To evaluate the performance of the proposed algorithm more efficiently, Tables 3 and 4 list the accuracy of proposed model and other algorithms on the JAFEE and BU-3DFE databases. From the results, we can see that accuracy of our algorithm is superior to most of the other advanced algorithms.

3.3. Experiments on CASIA, SAVEE, and FAU Databases

To verify the performance of the IT2RWFBELN model for speech emotion recognition, the performance of the proposed model is compared with conventional brain emotional learning (BEL), support vector machine (SVM), extreme learning machine (ELM), genetic algorithm-brain emotional learning (GA-BEL), BELFIS, and BELBLA methods that have been made on CASIA, SAVEE, and FAU databases, are presented in Tables 57.
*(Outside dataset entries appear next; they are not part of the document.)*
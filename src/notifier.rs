use crate::error::PoolError;

use fibre::mpsc::{self, AsyncReceiver, AsyncSender, RecvError};
use serde_json::Value;
use std::fmt;
use std::sync::{Arc, Mutex as StdMutex, Once, RwLock};
use tokio::runtime::Handle as TokioHandle;
use tracing::{debug, error, info, info_span, trace, warn, Instrument};

/// Pool-level anomalies that have no task callback to be delivered to.
#[derive(Debug, Clone, PartialEq)]
pub enum PoolEvent {
  /// A worker replied while it had no task assigned.
  OutOfBandData {
    worker_id: u64,
    error: PoolError,
    data: Option<Value>,
  },
  /// The process layer reported an error for a worker. The worker is not evicted for it.
  ProcessError { worker_id: u64, message: String },
  /// A worker with no task assigned died abnormally and was evicted.
  WorkerCrashed { worker_id: u64, error: PoolError },
  /// A task submitted with `send_detached` failed.
  UnhandledFailure { error: PoolError },
}

type EventHandler = Arc<dyn Fn(PoolEvent) + Send + Sync + 'static>;

pub(crate) struct EventNotifier {
  handlers: Arc<RwLock<Vec<EventHandler>>>,
  init_once: Once,
  event_tx: AsyncSender<PoolEvent>,
  rx_for_init: StdMutex<Option<AsyncReceiver<PoolEvent>>>,
  tokio_handle: TokioHandle,
  pool_name: Arc<String>,
}

impl fmt::Debug for EventNotifier {
  fn fmt(&self, f: &mut fmt::Formatter<'_>) -> fmt::Result {
    let handler_count = self.handlers.try_read().map_or(0, |guard| guard.len());
    f.debug_struct("EventNotifier")
      .field("pool_name", &self.pool_name)
      .field("handler_count", &handler_count)
      .field("initialized", &self.init_once.is_completed())
      .finish()
  }
}

impl EventNotifier {
  pub(crate) fn new(tokio_handle: TokioHandle, pool_name: Arc<String>) -> Self {
    let (event_tx, event_rx) = mpsc::unbounded_async();
    Self {
      handlers: Arc::new(RwLock::new(Vec::new())),
      init_once: Once::new(),
      event_tx,
      rx_for_init: StdMutex::new(Some(event_rx)),
      tokio_handle,
      pool_name,
    }
  }

  fn ensure_worker_initialized(&self) {
    self.init_once.call_once(|| {
      let rx = self.rx_for_init.lock().ok().and_then(|mut guard| guard.take());
      match rx {
        Some(rx) => {
          info!(pool_name = %*self.pool_name, "First event handler added. Starting event dispatch loop.");
          self.tokio_handle.spawn(
            Self::run_dispatch_loop(rx, self.handlers.clone(), self.tokio_handle.clone())
              .instrument(info_span!("pool_event_loop", pool_name = %*self.pool_name)),
          );
        }
        None => warn!(pool_name = %*self.pool_name, "Event receiver already taken; dispatch loop not started."),
      }
    });
  }

  pub(crate) fn add_handler(&self, handler: impl Fn(PoolEvent) + Send + Sync + 'static) {
    self.ensure_worker_initialized();
    match self.handlers.write() {
      Ok(mut handlers) => {
        handlers.push(Arc::new(handler));
        info!(pool_name = %*self.pool_name, "Added pool event handler. Total handlers: {}", handlers.len());
      }
      Err(_) => error!(pool_name = %*self.pool_name, "Event handler list poisoned; handler not added."),
    }
  }

  fn has_handlers(&self) -> bool {
    self.handlers.read().map_or(false, |handlers| !handlers.is_empty())
  }

  /// Raises `event` to registered handlers, or logs it when nobody is listening.
  pub(crate) async fn emit(&self, event: PoolEvent) {
    if !self.has_handlers() {
      warn!(pool_name = %*self.pool_name, ?event, "Pool event raised with no handler registered.");
      return;
    }
    if self.event_tx.send(event).await.is_err() {
      error!(pool_name = %*self.pool_name, "Pool event loop is gone; event dropped.");
    }
  }

  async fn run_dispatch_loop(
    event_rx: AsyncReceiver<PoolEvent>,
    handlers: Arc<RwLock<Vec<EventHandler>>>,
    tokio_handle: TokioHandle,
  ) {
    loop {
      match event_rx.recv().await {
        Ok(event) => {
          let handlers_snapshot: Vec<EventHandler> = match handlers.read() {
            Ok(guard) => guard.clone(),
            Err(_) => {
              error!("Event handler list poisoned; dropping event.");
              continue;
            }
          };
          debug!(?event, "Dispatching pool event to {} handlers.", handlers_snapshot.len());

          for handler in handlers_snapshot {
            let event = event.clone();
            tokio_handle.spawn(async move {
              let result = std::panic::catch_unwind(std::panic::AssertUnwindSafe(|| handler(event)));
              if result.is_err() {
                error!("A pool event handler panicked.");
              }
            });
          }
        }
        Err(RecvError::Disconnected) => {
          trace!("Pool event channel closed.");
          break;
        }
      }
    }
    info!("Pool event loop stopped.");
  }
}
use crate::error::PoolError;
use crate::pool::Pool;

use std::fmt;
use std::sync::Arc;

use serde_json::Value;
use tokio::sync::oneshot;

/// Outcome of one unit of work: the worker's data or the error it reported.
pub type TaskOutcome = Result<Value, PoolError>;

/// Completion callback supplied to [`Pool::send`]. Invoked exactly once.
pub type TaskCallback = Box<dyn FnOnce(TaskOutcome) + Send + 'static>;

/// Where the outcome of a task goes once its worker replies.
pub(crate) enum Responder {
  Callback(TaskCallback),
  Handle(oneshot::Sender<TaskOutcome>),
  /// No one is waiting; failures are raised as pool events.
  Detached,
}

impl fmt::Debug for Responder {
  fn fmt(&self, f: &mut fmt::Formatter<'_>) -> fmt::Result {
    match self {
      Responder::Callback(_) => f.write_str("Responder::Callback"),
      Responder::Handle(_) => f.write_str("Responder::Handle"),
      Responder::Detached => f.write_str("Responder::Detached"),
    }
  }
}

/// A task that admission control turned away, waiting in the global queue.
pub(crate) struct QueuedTask {
  pub(crate) pool: Arc<Pool>,
  pub(crate) message: Value,
  pub(crate) responder: Responder,
}

impl fmt::Debug for QueuedTask {
  fn fmt(&self, f: &mut fmt::Formatter<'_>) -> fmt::Result {
    f.debug_struct("QueuedTask")
      .field("pool", &self.pool.name())
      .field("responder", &self.responder)
      .finish_non_exhaustive()
  }
}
Table 5 shows the recognition accuracy of BEL model, SVM, ELM, GA-BEL, BELFIS, and BELBLA methods on CASIA database, which illustrates that the average accuracy based on IT2RWFBELN model is improved for SD recognition and SI recognition compared with BEL and GA-BEL models. Moreover, the SD recognition accuracy of IT2RWFBELN model is higher than SVM and ELM, but average accuracy of IT2RWFBELN model on SI is similar to ELM.

Table 6 shows the recognition accuracy of BEL model, SVM, ELM, GA-BEL, BELFIS, and BELBLA methods on SAVEE database, which shows that the IT2RWFBELN model has higher accuracy on SD and SI than BEL and GA-BEL models and which is also superior compared with SVM and ELM on SD, but the accuracy of IT2RWFBELN model is lower than the ELM on SI for some instance as well.
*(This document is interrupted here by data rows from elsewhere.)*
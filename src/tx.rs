//! Transaction Construction Module
//!
//! Legacy (pre-EIP-1559) transaction assembly for the reward contract:
//! ABI calldata encoding, the EIP-155 signing hash, and raw signed
//! transaction encoding ready for `eth_sendRawTransaction`.

use anyhow::{Context, Result};
use sha3::{Digest, Keccak256};

use crate::crypto::TransactionSigner;

// ============================================================================
// TRANSACTION STRUCTURE
// ============================================================================

/// A legacy contract-call transaction, immutable once built.
#[derive(Debug, Clone)]
pub struct Transaction {
    /// Account transaction count at submission time.
    pub nonce: u64,
    /// Gas price, in the network's smallest unit.
    pub gas_price: u64,
    /// Gas limit for the call.
    pub gas_limit: u64,
    /// Recipient contract address.
    pub to: [u8; 20],
    /// Transferred value in wei.
    pub value: u64,
    /// ABI-encoded calldata.
    pub data: Vec<u8>,
    /// EIP-155 chain ID.
    pub chain_id: u64,
}

impl Transaction {
    /// Computes the EIP-155 signing hash: the keccak256 of the RLP list
    /// `[nonce, gasPrice, gasLimit, to, value, data, chainId, 0, 0]`.
    pub fn signing_hash(&self) -> [u8; 32] {
        let unsigned_items: Vec<Vec<u8>> = vec![
            rlp_encode_u64(self.nonce),
            rlp_encode_u64(self.gas_price),
            rlp_encode_u64(self.gas_limit),
            self.to.to_vec(),
            rlp_encode_u64(self.value),
            self.data.clone(),
            rlp_encode_u64(self.chain_id),
            vec![], // 0
            vec![], // 0
        ];
        let unsigned_rlp = rlp_encode_list(&unsigned_items);

        let mut hasher = Keccak256::new();
        hasher.update(&unsigned_rlp);
        hasher.finalize().into()
    }

    /// Signs the transaction and returns the raw RLP bytes:
    /// `[nonce, gasPrice, gasLimit, to, value, data, v, r, s]` with
    /// `v = recovery_id + chainId * 2 + 35`.
    pub fn sign(&self, signer: &TransactionSigner) -> Result<Vec<u8>> {
        let hash = self.signing_hash();
        let (r, s, recovery_id) = signer
            .sign_hash(&hash)
            .context("Failed to sign transaction")?;

        let v = (recovery_id as u64) + self.chain_id * 2 + 35;

        // r and s are integers in RLP terms: leading zero bytes must be
        // stripped or nodes reject the encoding as non-canonical.
        let signed_items: Vec<Vec<u8>> = vec![
            rlp_encode_u64(self.nonce),
            rlp_encode_u64(self.gas_price),
            rlp_encode_u64(self.gas_limit),
            self.to.to_vec(),
            rlp_encode_u64(self.value),
            self.data.clone(),
            rlp_encode_u64(v),
            strip_leading_zeros(&r),
            strip_leading_zeros(&s),
        ];
        Ok(rlp_encode_list(&signed_items))
    }
}

// ============================================================================
// ABI ENCODING
// ============================================================================

/// Decodes a 20-byte hex address, with or without the 0x prefix.
pub fn decode_address(address: &str) -> Result<[u8; 20]> {
    let clean = address.strip_prefix("0x").unwrap_or(address);
    let bytes = hex::decode(clean)
        .with_context(|| format!("Failed to decode address '{}' as hex", address))?;
    if bytes.len() != 20 {
        return Err(anyhow::anyhow!(
            "Invalid address '{}': expected 20 bytes, got {}",
            address,
            bytes.len()
        ));
    }

    let mut out = [0u8; 20];
    out.copy_from_slice(&bytes);
    Ok(out)
}

/// Builds calldata for `setPayoutAddress(address)`: the 4-byte function
/// selector followed by the payout address left-padded to a 32-byte word.
pub fn set_payout_address_call(payout_address: &str) -> Result<Vec<u8>> {
    // Function selector: keccak256("setPayoutAddress(address)")[0..4]
    let selector = &Keccak256::digest(b"setPayoutAddress(address)")[..4];
    let address = decode_address(payout_address)?;

    let mut calldata = Vec::with_capacity(36);
    calldata.extend_from_slice(selector);
    let mut padded = [0u8; 32];
    padded[12..].copy_from_slice(&address);
    calldata.extend_from_slice(&padded);

    Ok(calldata)
}

/// Builds calldata for the `payoutAddresses(address)` view function, used to
/// read the currently registered payout address of an account.
pub fn payout_addresses_call(account: &str) -> Result<Vec<u8>> {
    // Function selector: keccak256("payoutAddresses(address)")[0..4]
    let selector = &Keccak256::digest(b"payoutAddresses(address)")[..4];
    let address = decode_address(account)?;

    let mut calldata = Vec::with_capacity(36);
    calldata.extend_from_slice(selector);
    let mut padded = [0u8; 32];
    padded[12..].copy_from_slice(&address);
    calldata.extend_from_slice(&padded);

    Ok(calldata)
}

// ============================================================================
// RLP ENCODING HELPERS (for legacy transactions)
// ============================================================================

/// Encode a u64 as big-endian bytes with no leading zeros (RLP integer format).
fn rlp_encode_u64(val: u64) -> Vec<u8> {
    if val == 0 {
        return vec![];
    }
    let bytes = val.to_be_bytes();
    let start = bytes.iter().position(|&b| b != 0).unwrap_or(8);
    bytes[start..].to_vec()
}

/// Strip leading zero bytes so a fixed-width big-endian value encodes as an
/// RLP integer.
fn strip_leading_zeros(bytes: &[u8]) -> Vec<u8> {
    let start = bytes.iter().position(|&b| b != 0).unwrap_or(bytes.len());
    bytes[start..].to_vec()
}

/// RLP-encode a single byte-string item.
fn rlp_encode_item(data: &[u8]) -> Vec<u8> {
    if data.len() == 1 && data[0] < 0x80 {
        // Single byte below 0x80: encoded as itself
        vec![data[0]]
    } else if data.is_empty() {
        // Empty bytes: 0x80
        vec![0x80]
    } else if data.len() <= 55 {
        let mut out = vec![0x80 + data.len() as u8];
        out.extend_from_slice(data);
        out
    } else {
        let len_bytes = rlp_encode_u64(data.len() as u64);
        let mut out = vec![0xb7 + len_bytes.len() as u8];
        out.extend_from_slice(&len_bytes);
        out.extend_from_slice(data);
        out
    }
}

/// RLP-encode a list of items (each item is raw bytes, NOT yet RLP-encoded).
fn rlp_encode_list(items: &[Vec<u8>]) -> Vec<u8> {
    let mut payload = Vec::new();
    for item in items {
        payload.extend(rlp_encode_item(item));
    }

    if payload.len() <= 55 {
        let mut out = vec![0xc0 + payload.len() as u8];
        out.extend(payload);
        out
    } else {
        let len_bytes = rlp_encode_u64(payload.len() as u64);
        let mut out = vec![0xf7 + len_bytes.len() as u8];
        out.extend_from_slice(&len_bytes);
        out.extend(payload);
        out
    }
}

// ============================================================================
// TESTS
// ============================================================================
Table 7 shows the recognition accuracy of BEL model, SVM, ELM, GA-BEL, BELFIS, and BELBLA methods on FAU database, which shows that the IT2RWFBELN model has higher accuracy on SD and SI than BEL and GA-BEL models and which is also superior compared with SVM and ELM on SD, but the accuracy of IT2RWFBELN model is similar to ELM.
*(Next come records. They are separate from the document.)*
//! EVM Client Module
//!
//! This module provides a client for communicating with an EVM-compatible
//! blockchain node via its JSON-RPC API. It covers the four operations the
//! payout-address update needs: nonce lookup, a read-only contract call,
//! raw transaction submission, and receipt polling.

use anyhow::{Context, Result};
use reqwest::Client;
use serde::{Deserialize, Serialize};
use std::time::Duration;
use tokio_util::sync::CancellationToken;
use tracing::debug;

// ============================================================================
// API RESPONSE STRUCTURES
// ============================================================================

/// EVM JSON-RPC request wrapper
#[derive(Debug, Serialize)]
struct JsonRpcRequest {
    jsonrpc: String,
    method: String,
    params: Vec<serde_json::Value>,
    id: u64,
}

/// EVM JSON-RPC response wrapper
#[derive(Debug, Deserialize)]
struct JsonRpcResponse<T> {
    #[allow(dead_code)]
    jsonrpc: String,
    result: Option<T>,
    error: Option<JsonRpcError>,
    #[allow(dead_code)]
    id: u64,
}

#[derive(Debug, Deserialize)]
struct JsonRpcError {
    code: i32,
    message: String,
}

/// EVM transaction receipt from JSON-RPC; only the fields this tool consumes.
#[derive(Debug, Clone, Deserialize)]
pub struct TransactionReceipt {
    /// Transaction hash (JSON-RPC uses camelCase: transactionHash)
    #[serde(rename = "transactionHash")]
    pub transaction_hash: String,
    /// Block the transaction was mined in (hex string)
    #[serde(rename = "blockNumber")]
    pub block_number: Option<String>,
    /// Execution status ("0x1" = success, "0x0" = reverted, absent pre-Byzantium)
    pub status: Option<String>,
}

// ============================================================================
// EVM CLIENT IMPLEMENTATION
// ============================================================================

/// Client for communicating with an EVM-compatible node via JSON-RPC
pub struct EvmClient {
    /// HTTP client for making requests
    client: Client,
    /// Base URL of the EVM node (e.g., "http://127.0.0.1:8545")
    base_url: String,
}

impl EvmClient {
    /// Creates a new EVM client for the given node URL
    ///
    /// # Arguments
    ///
    /// * `node_url` - Base URL of the EVM node (e.g., "http://127.0.0.1:8545")
    ///
    /// # Returns
    ///
    /// * `Ok(EvmClient)` - Successfully created client
    /// * `Err(anyhow::Error)` - Failed to create client
    pub fn new(node_url: &str) -> Result<Self> {
        let client = Client::builder()
            .timeout(Duration::from_secs(30))
            .build()
            .context("Failed to create HTTP client")?;

        Ok(Self {
            client,
            base_url: node_url.to_string(),
        })
    }

    /// Sends one JSON-RPC request and unwraps the typed result.
    async fn rpc_call<T: serde::de::DeserializeOwned>(
        &self,
        method: &str,
        params: Vec<serde_json::Value>,
    ) -> Result<Option<T>> {
        let request = JsonRpcRequest {
            jsonrpc: "2.0".to_string(),
            method: method.to_string(),
            params,
            id: 1,
        };

        let response: JsonRpcResponse<T> = self
            .client
            .post(&self.base_url)
            .json(&request)
            .send()
            .await
            .with_context(|| format!("Failed to send {} request to {}", method, self.base_url))?
            .json()
            .await
            .with_context(|| {
                format!("Failed to parse {} response from {}", method, self.base_url)
            })?;

        if let Some(error) = response.error {
            return Err(anyhow::anyhow!(
                "JSON-RPC error from {}: {} (code: {})",
                self.base_url,
                error.message,
                error.code
            ));
        }

        Ok(response.result)
    }

    /// Queries the account's transaction count using eth_getTransactionCount
    ///
    /// Uses the "pending" block tag so an in-flight transaction from the same
    /// account is accounted for.
    ///
    /// # Arguments
    ///
    /// * `address` - Account address (0x-prefixed hex)
    ///
    /// # Returns
    ///
    /// * `Ok(u64)` - Next nonce for the account
    /// * `Err(anyhow::Error)` - Failed to query transaction count
    pub async fn get_transaction_count(&self, address: &str) -> Result<u64> {
        let result: Option<String> = self
            .rpc_call(
                "eth_getTransactionCount",
                vec![serde_json::json!(address), serde_json::json!("pending")],
            )
            .await?;

        let nonce_hex = result
            .ok_or_else(|| anyhow::anyhow!("No result in eth_getTransactionCount response"))?;
        u64::from_str_radix(nonce_hex.strip_prefix("0x").unwrap_or(&nonce_hex), 16)
            .with_context(|| format!("Failed to parse nonce '{}'", nonce_hex))
    }

    /// Performs a read-only contract call using eth_call
    ///
    /// # Arguments
    ///
    /// * `to` - Contract address (0x-prefixed hex)
    /// * `data` - ABI-encoded calldata
    ///
    /// # Returns
    ///
    /// * `Ok(String)` - Hex-encoded return data
    /// * `Err(anyhow::Error)` - Failed to perform the call
    pub async fn call_contract(&self, to: &str, data: &[u8]) -> Result<String> {
        let call = serde_json::json!({
            "to": to,
            "data": format!("0x{}", hex::encode(data)),
        });

        let result: Option<String> = self
            .rpc_call("eth_call", vec![call, serde_json::json!("latest")])
            .await?;

        result.ok_or_else(|| anyhow::anyhow!("No result in eth_call response"))
    }

    /// Broadcasts a raw signed transaction using eth_sendRawTransaction
    ///
    /// # Arguments
    ///
    /// * `raw_tx` - RLP-encoded signed transaction bytes
    ///
    /// # Returns
    ///
    /// * `Ok(String)` - Transaction hash (0x-prefixed hex)
    /// * `Err(anyhow::Error)` - Node rejected the transaction or request failed
    pub async fn send_raw_transaction(&self, raw_tx: &[u8]) -> Result<String> {
        let raw_hex = format!("0x{}", hex::encode(raw_tx));

        let result: Option<String> = self
            .rpc_call("eth_sendRawTransaction", vec![serde_json::json!(raw_hex)])
            .await?;

        result.ok_or_else(|| anyhow::anyhow!("No result in eth_sendRawTransaction response"))
    }

    /// Queries a transaction receipt using eth_getTransactionReceipt
    ///
    /// # Arguments
    ///
    /// * `tx_hash` - Transaction hash (0x-prefixed hex)
    ///
    /// # Returns
    ///
    /// * `Ok(Some(TransactionReceipt))` - Transaction is mined
    /// * `Ok(None)` - Transaction is still pending or unknown
    /// * `Err(anyhow::Error)` - Failed to query the receipt
    pub async fn get_transaction_receipt(
        &self,
        tx_hash: &str,
    ) -> Result<Option<TransactionReceipt>> {
        self.rpc_call(
            "eth_getTransactionReceipt",
            vec![serde_json::json!(tx_hash)],
        )
        .await
    }

    /// Polls for the transaction receipt until it arrives, the timeout
    /// elapses, or the cancellation token fires.
    ///
    /// A mined receipt with status "0x0" means the call reverted and is
    /// reported as an error; a missing status field (pre-Byzantium node) is
    /// treated as success. Network failures during polling propagate
    /// immediately, there is no retry.
    ///
    /// # Arguments
    ///
    /// * `tx_hash` - Transaction hash to wait for
    /// * `timeout` - Maximum total time to wait
    /// * `poll_interval` - Delay between receipt queries
    /// * `cancel` - Token that aborts the wait (e.g. on Ctrl-C)
    pub async fn wait_for_receipt(
        &self,
        tx_hash: &str,
        timeout: Duration,
        poll_interval: Duration,
        cancel: &CancellationToken,
    ) -> Result<TransactionReceipt> {
        let deadline = tokio::time::Instant::now() + timeout;

        loop {
            if let Some(receipt) = self.get_transaction_receipt(tx_hash).await? {
                if receipt.status.as_deref() == Some("0x0") {
                    return Err(anyhow::anyhow!(
                        "Transaction {} reverted (status 0x0)",
                        tx_hash
                    ));
                }
                return Ok(receipt);
            }

            debug!("No receipt yet for tx_hash={}, polling again", tx_hash);

            if tokio::time::Instant::now() + poll_interval > deadline {
                return Err(anyhow::anyhow!(
                    "Timed out after {:?} waiting for receipt of transaction {} \
                     (it may still be mined later)",
                    timeout,
                    tx_hash
                ));
            }

            tokio::select! {
                _ = cancel.cancelled() => {
                    return Err(anyhow::anyhow!(
                        "Cancelled while waiting for receipt of transaction {} \
                         (it may still be mined)",
                        tx_hash
                    ));
                }
                _ = tokio::time::sleep(poll_interval) => {}
            }
        }
    }

    /// Returns the base URL of this client
    #[allow(dead_code)]
    pub fn base_url(&self) -> &str {
        &self.base_url
    }
}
According to the above two groups of experiments, we can conclude that the proposed model could get better recognition effects compared with other models, owing to the combination of type-2 recurrent wavelet fuzzy system and brain emotion learning network. As a result, the proposed method is feasible for facial or speech emotion recognition.

4. Conclusions

This paper introduces one applicable model for emotion recognition, which is vital part in the communication between humans and machines. The proposed model is based on the combination of interval type-2 recurrent wavelet fuzzy system and brain emotional learning network (IT2RWFBELN), which takes advantage of dealing with uncertainties by interval type-2 recurrent wavelet fuzzy system and the lower computation by brain emotional learning network. The proposed model takes advantage of type-2 recurrent wavelet fuzzy theory and brain emotional neural network, and there are no rules initially; then the structure and parameters of model are tuning online simultaneously by gradient approach and Lyapunov function. The system input data streams are directly imported into the neural network through a type-2 recurrent wavelet fuzzy inference system, and then the results were subsequently piped into sensory and emotional channels which jointly produce the final outputs of the network. In order to demonstrate the performance of IT2RWFBELN model, two groups of experiments are conduced, which include facial expression recognition and speech emotion recognition. The results illustrated the effectiveness of the proposed recognition model.

Data Availability

The data used in this paper have been cited in the article.

Conflicts of Interest

The authors declare that they have no conflicts of interest.

Acknowledgments

The authors are grateful for the support of the National Science Foundation of China (Nos. 61502211, 61572242, and 61702234).